Start of Extracted material

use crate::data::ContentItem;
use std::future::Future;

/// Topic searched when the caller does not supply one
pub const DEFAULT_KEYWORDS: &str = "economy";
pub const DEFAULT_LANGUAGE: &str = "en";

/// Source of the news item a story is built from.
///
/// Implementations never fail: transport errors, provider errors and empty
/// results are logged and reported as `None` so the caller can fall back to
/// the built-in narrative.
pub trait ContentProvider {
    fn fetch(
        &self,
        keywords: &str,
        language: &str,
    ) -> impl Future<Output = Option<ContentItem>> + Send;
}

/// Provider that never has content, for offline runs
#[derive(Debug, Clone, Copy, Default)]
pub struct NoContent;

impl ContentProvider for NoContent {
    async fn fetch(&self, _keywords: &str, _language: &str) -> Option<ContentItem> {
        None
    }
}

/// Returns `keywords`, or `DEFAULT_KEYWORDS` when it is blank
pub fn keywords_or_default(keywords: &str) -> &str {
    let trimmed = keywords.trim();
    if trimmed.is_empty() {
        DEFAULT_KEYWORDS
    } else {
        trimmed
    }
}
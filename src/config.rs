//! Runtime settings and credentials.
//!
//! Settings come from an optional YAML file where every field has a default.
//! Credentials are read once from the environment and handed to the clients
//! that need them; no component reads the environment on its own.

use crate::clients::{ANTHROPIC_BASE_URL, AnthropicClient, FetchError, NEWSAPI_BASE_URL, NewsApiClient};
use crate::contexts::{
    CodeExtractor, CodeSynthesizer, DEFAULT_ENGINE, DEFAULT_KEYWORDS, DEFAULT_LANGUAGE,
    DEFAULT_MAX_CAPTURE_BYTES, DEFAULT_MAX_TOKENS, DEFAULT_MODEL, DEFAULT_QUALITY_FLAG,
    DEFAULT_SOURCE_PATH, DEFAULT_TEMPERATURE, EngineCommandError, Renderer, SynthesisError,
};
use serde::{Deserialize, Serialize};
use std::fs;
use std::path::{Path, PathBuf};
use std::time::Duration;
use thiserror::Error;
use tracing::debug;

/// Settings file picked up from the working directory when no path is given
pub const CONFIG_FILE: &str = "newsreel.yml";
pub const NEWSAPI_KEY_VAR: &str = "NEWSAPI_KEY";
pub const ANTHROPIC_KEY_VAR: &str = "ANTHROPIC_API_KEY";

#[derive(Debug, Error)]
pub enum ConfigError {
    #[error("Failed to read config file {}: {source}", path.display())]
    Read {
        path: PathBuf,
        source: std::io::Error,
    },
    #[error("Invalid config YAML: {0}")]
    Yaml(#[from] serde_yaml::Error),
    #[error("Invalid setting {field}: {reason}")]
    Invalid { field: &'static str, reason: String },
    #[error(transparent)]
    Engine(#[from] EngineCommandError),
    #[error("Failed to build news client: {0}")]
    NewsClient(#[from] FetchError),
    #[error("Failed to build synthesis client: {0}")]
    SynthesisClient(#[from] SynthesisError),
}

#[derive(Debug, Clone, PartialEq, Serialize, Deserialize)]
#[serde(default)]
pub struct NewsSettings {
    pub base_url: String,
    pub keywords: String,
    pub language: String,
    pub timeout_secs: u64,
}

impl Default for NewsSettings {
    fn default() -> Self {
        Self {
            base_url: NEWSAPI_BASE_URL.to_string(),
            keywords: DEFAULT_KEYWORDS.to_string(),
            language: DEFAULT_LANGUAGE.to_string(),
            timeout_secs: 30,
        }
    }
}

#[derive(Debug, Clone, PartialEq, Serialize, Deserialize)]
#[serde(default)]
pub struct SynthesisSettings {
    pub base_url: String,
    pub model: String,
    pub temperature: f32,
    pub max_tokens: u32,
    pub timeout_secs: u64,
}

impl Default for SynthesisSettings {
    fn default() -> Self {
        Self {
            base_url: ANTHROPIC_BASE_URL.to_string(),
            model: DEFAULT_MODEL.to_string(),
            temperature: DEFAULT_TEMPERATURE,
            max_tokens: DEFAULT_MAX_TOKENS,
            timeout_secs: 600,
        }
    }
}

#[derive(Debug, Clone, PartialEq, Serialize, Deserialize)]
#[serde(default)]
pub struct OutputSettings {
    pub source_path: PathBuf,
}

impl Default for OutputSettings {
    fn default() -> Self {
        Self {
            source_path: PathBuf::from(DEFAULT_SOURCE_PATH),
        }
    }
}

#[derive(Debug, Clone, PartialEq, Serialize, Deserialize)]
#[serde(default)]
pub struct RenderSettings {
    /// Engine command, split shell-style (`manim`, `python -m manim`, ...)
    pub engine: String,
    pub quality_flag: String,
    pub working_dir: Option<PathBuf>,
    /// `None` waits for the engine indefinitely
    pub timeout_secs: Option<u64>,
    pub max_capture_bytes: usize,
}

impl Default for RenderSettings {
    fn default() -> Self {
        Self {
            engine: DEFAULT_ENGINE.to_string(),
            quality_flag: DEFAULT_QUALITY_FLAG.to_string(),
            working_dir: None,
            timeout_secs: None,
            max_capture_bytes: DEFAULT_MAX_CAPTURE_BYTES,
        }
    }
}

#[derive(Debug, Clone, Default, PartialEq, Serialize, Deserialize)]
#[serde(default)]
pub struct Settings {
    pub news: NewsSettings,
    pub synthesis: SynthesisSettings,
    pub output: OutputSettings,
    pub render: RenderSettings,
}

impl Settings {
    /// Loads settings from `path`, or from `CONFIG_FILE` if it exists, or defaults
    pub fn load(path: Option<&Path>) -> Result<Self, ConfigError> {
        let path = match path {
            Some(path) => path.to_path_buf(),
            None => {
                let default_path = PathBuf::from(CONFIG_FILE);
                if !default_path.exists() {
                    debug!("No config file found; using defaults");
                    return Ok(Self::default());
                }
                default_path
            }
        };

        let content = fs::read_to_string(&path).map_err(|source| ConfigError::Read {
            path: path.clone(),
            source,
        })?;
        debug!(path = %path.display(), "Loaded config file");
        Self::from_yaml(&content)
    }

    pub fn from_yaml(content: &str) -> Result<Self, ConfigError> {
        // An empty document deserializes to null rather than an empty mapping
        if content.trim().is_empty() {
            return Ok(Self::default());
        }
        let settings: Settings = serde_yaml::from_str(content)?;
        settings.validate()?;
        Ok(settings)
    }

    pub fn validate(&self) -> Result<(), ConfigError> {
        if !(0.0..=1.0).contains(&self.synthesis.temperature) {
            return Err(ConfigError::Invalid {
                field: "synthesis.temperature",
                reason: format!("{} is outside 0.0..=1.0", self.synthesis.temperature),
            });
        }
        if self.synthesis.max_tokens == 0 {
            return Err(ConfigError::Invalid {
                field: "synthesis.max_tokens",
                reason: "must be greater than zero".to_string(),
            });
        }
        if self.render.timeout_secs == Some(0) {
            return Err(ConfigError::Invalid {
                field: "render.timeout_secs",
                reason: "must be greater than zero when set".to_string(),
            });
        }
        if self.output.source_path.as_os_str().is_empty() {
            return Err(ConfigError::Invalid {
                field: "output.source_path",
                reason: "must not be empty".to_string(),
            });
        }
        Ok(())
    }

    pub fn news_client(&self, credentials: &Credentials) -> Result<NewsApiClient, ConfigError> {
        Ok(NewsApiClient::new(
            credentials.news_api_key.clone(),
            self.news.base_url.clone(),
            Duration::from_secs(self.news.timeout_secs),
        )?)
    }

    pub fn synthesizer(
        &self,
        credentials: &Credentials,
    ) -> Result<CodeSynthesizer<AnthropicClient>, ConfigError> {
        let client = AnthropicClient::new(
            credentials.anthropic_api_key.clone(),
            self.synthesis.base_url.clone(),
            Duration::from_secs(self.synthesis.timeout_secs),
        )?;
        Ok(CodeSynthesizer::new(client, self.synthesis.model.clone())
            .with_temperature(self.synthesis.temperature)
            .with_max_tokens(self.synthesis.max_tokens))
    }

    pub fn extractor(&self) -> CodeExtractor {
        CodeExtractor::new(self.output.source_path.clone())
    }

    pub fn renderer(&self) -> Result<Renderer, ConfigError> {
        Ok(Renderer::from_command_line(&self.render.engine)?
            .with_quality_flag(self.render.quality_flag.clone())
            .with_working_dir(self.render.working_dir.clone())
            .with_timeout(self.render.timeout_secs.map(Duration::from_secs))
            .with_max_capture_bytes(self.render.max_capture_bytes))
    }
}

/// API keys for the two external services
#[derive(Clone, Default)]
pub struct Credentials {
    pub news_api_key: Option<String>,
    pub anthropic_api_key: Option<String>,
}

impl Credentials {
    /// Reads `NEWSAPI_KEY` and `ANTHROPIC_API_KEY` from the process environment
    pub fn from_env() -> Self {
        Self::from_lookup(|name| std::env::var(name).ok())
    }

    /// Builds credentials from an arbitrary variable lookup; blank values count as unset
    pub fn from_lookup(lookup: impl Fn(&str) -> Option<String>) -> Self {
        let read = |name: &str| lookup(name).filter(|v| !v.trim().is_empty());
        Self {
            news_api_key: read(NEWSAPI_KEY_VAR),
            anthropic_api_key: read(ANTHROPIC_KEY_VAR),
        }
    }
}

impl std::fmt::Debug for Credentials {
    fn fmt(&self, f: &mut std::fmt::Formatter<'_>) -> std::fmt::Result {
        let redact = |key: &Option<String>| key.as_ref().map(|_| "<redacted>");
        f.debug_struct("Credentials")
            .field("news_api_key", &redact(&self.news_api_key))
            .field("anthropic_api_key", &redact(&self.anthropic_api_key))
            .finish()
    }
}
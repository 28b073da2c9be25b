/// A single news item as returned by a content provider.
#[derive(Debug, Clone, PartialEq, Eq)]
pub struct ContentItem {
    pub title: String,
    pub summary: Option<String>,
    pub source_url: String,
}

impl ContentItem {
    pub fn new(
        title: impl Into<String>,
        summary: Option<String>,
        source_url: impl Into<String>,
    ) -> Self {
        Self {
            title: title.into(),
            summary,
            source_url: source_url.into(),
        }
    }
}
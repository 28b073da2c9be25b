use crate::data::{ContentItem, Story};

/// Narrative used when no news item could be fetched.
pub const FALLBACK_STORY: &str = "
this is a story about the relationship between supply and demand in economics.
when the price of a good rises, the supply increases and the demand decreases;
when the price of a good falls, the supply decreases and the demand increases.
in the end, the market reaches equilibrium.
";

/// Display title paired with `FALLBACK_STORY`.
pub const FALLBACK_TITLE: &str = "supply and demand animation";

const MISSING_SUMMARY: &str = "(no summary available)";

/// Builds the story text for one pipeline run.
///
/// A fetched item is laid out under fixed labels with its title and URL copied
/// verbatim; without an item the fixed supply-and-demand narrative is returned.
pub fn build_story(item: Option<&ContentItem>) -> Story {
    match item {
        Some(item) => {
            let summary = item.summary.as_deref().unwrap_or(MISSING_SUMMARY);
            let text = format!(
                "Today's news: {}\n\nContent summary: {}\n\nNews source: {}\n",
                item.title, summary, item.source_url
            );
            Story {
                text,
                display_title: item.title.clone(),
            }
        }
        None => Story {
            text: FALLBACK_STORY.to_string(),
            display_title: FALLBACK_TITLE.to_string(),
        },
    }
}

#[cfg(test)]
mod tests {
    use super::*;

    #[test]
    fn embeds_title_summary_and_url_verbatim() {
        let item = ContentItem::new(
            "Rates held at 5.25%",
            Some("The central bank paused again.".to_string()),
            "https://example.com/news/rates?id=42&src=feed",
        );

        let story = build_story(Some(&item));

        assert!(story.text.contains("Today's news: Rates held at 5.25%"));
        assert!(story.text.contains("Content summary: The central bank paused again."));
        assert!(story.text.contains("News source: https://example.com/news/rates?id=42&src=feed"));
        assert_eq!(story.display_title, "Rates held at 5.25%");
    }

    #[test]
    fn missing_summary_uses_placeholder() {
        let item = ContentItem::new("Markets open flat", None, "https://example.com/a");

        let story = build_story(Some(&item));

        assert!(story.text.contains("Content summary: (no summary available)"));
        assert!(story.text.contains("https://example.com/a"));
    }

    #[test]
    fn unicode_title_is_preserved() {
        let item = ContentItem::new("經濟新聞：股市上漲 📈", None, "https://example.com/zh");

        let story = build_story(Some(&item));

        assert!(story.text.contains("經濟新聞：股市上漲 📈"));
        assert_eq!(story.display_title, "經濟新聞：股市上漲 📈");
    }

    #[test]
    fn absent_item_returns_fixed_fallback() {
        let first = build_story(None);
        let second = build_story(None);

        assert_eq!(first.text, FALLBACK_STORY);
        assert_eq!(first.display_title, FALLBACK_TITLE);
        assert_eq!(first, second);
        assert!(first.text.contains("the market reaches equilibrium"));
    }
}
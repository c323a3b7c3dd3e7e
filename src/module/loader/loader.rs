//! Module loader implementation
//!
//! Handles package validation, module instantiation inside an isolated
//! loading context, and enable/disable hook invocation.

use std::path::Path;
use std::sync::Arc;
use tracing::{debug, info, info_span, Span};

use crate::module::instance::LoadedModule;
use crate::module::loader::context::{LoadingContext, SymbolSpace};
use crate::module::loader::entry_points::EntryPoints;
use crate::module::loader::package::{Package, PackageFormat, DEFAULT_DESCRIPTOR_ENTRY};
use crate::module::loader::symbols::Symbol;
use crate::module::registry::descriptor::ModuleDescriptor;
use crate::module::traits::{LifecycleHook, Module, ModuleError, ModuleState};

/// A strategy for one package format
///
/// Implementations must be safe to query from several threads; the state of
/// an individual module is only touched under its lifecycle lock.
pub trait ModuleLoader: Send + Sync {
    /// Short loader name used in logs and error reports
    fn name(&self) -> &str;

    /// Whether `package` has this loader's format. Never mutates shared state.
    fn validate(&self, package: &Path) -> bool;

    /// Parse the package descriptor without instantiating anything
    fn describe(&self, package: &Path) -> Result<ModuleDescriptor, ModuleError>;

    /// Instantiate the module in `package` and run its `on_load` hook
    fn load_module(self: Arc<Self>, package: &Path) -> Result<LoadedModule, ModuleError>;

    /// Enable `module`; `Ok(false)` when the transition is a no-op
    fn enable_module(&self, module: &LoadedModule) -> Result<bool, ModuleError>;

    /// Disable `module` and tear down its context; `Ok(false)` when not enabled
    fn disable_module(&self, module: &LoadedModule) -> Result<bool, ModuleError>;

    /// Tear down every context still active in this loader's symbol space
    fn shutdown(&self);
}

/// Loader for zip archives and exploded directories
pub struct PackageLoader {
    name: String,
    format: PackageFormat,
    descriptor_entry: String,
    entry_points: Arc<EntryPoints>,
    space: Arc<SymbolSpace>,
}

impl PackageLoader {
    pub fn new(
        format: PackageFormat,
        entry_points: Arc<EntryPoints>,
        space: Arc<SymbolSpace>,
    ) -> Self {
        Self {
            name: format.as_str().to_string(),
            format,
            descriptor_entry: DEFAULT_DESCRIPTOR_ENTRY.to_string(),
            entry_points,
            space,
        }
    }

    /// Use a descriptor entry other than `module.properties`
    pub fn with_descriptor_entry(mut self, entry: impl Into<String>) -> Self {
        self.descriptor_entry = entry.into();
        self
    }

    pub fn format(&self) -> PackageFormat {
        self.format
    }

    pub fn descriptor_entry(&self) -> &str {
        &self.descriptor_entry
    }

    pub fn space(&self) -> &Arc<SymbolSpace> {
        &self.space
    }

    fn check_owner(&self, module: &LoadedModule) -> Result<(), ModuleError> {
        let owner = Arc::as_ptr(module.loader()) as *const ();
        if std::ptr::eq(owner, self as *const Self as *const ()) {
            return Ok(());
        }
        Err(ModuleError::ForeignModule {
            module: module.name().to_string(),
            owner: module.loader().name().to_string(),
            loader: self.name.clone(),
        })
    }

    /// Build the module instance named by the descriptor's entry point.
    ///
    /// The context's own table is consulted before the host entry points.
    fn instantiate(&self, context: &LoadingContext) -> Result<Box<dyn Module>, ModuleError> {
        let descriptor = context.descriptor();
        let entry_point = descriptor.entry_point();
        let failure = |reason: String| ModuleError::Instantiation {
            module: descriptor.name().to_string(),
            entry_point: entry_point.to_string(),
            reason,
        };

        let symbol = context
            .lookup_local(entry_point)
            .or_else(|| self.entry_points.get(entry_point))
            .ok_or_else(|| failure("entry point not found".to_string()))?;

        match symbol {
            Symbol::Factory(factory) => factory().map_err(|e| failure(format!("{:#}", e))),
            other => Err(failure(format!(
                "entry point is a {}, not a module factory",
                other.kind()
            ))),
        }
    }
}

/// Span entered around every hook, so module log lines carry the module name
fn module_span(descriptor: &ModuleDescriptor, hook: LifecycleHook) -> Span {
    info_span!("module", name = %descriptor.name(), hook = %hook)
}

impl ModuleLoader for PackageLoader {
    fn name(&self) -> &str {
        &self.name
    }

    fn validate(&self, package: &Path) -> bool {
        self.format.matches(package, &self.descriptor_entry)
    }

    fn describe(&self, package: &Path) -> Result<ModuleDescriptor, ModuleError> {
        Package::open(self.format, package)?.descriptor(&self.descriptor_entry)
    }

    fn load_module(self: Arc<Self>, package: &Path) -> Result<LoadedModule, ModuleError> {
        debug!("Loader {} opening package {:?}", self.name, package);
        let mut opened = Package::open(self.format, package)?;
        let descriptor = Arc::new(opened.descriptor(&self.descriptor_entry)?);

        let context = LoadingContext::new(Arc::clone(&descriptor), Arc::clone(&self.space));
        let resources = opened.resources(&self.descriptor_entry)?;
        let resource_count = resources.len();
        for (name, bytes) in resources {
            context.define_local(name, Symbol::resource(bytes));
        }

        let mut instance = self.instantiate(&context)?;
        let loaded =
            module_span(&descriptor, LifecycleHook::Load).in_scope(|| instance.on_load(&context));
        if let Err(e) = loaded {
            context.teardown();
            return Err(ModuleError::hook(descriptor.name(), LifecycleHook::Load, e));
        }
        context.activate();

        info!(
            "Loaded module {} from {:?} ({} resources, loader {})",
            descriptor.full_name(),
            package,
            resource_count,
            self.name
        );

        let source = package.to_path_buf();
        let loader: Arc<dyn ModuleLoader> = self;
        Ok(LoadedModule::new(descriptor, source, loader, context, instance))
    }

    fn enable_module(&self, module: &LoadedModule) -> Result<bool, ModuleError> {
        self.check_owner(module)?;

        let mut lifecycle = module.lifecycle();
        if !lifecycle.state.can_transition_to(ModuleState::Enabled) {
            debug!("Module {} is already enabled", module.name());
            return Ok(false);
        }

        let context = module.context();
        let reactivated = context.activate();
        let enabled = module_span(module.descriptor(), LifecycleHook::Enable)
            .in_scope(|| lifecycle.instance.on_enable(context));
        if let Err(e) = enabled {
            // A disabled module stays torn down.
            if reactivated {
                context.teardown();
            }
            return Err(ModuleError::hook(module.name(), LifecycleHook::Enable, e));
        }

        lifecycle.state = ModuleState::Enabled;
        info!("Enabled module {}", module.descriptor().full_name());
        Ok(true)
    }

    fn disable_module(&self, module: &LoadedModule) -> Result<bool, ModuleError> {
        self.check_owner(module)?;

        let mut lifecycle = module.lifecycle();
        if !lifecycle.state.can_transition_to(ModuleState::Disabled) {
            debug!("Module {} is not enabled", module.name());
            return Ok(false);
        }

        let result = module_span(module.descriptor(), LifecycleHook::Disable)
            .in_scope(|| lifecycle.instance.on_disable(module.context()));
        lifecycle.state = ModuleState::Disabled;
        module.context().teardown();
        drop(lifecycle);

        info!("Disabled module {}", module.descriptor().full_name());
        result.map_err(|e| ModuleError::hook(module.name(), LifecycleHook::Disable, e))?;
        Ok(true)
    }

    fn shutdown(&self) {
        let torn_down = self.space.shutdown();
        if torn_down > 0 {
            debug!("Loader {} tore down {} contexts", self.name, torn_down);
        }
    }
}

End of Extracted material

Problem to solve
For each line in the material above that contains the string "Failed", make a copy.

Written response
    #[error("Failed to read config file {}: {source}", path.display())]
    #[error("Failed to build news client: {0}")]
    #[error("Failed to build synthesis client: {0}")]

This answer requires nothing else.